══ INFORMATION SHOWN ══

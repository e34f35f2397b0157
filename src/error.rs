use thiserror::Error;

/// Failure modes of the estimation entry points.
#[derive(Debug, Error, PartialEq, Eq)]
pub enum EstimateError {
    /// Every fallback strategy ran and not one origin yielded a sample.
    /// There is no partial or degraded RTT result; callers must treat this
    /// as fatal for the analysis pass.
    #[error("no timing information available in the provided records")]
    NoTimingData,
}
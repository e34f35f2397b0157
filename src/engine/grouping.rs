use std::collections::HashMap;

use tracing::trace;

use crate::model::TimingRecord;

/// Group records by the origin of their URL, preserving per-origin input
/// order. Records whose URL yields no origin cannot be attributed and are
/// skipped.
pub fn group_by_origin(records: &[TimingRecord]) -> HashMap<String, Vec<&TimingRecord>> {
    let mut groups: HashMap<String, Vec<&TimingRecord>> = HashMap::new();
    for record in records {
        let Some(origin) = record.origin() else {
            trace!(request_id = %record.request_id, url = %record.url, "record has no origin, skipping");
            continue;
        };
        groups.entry(origin).or_default().push(record);
    }
    groups
}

═══

* **TASK GOAL**: Using the entries above, print each one again without any alteration.

* **ANSWER FOR THE TASK**:
repository e34f35f2397b0157
filename src/error.rs
use thiserror::Error;

/// Failure modes of the estimation entry points.
#[derive(Debug, Error, PartialEq, Eq)]
pub enum EstimateError {
    /// Every fallback strategy ran and not one origin yielded a sample.
    /// There is no partial or degraded RTT result; callers must treat this
    /// as fatal for the analysis pass.
    #[error("no timing information available in the provided records")]
    NoTimingData,
}
repository e34f35f2397b0157
filename src/engine/grouping.rs
use std::collections::HashMap;

use tracing::trace;

use crate::model::TimingRecord;

/// Group records by the origin of their URL, preserving per-origin input
/// order. Records whose URL yields no origin cannot be attributed and are
/// skipped.
pub fn group_by_origin(records: &[TimingRecord]) -> HashMap<String, Vec<&TimingRecord>> {
    let mut groups: HashMap<String, Vec<&TimingRecord>> = HashMap::new();
    for record in records {
        let Some(origin) = record.origin() else {
            trace!(request_id = %record.request_id, url = %record.url, "record has no origin, skipping");
            continue;
        };
        groups.entry(origin).or_default().push(record);
    }
    groups
}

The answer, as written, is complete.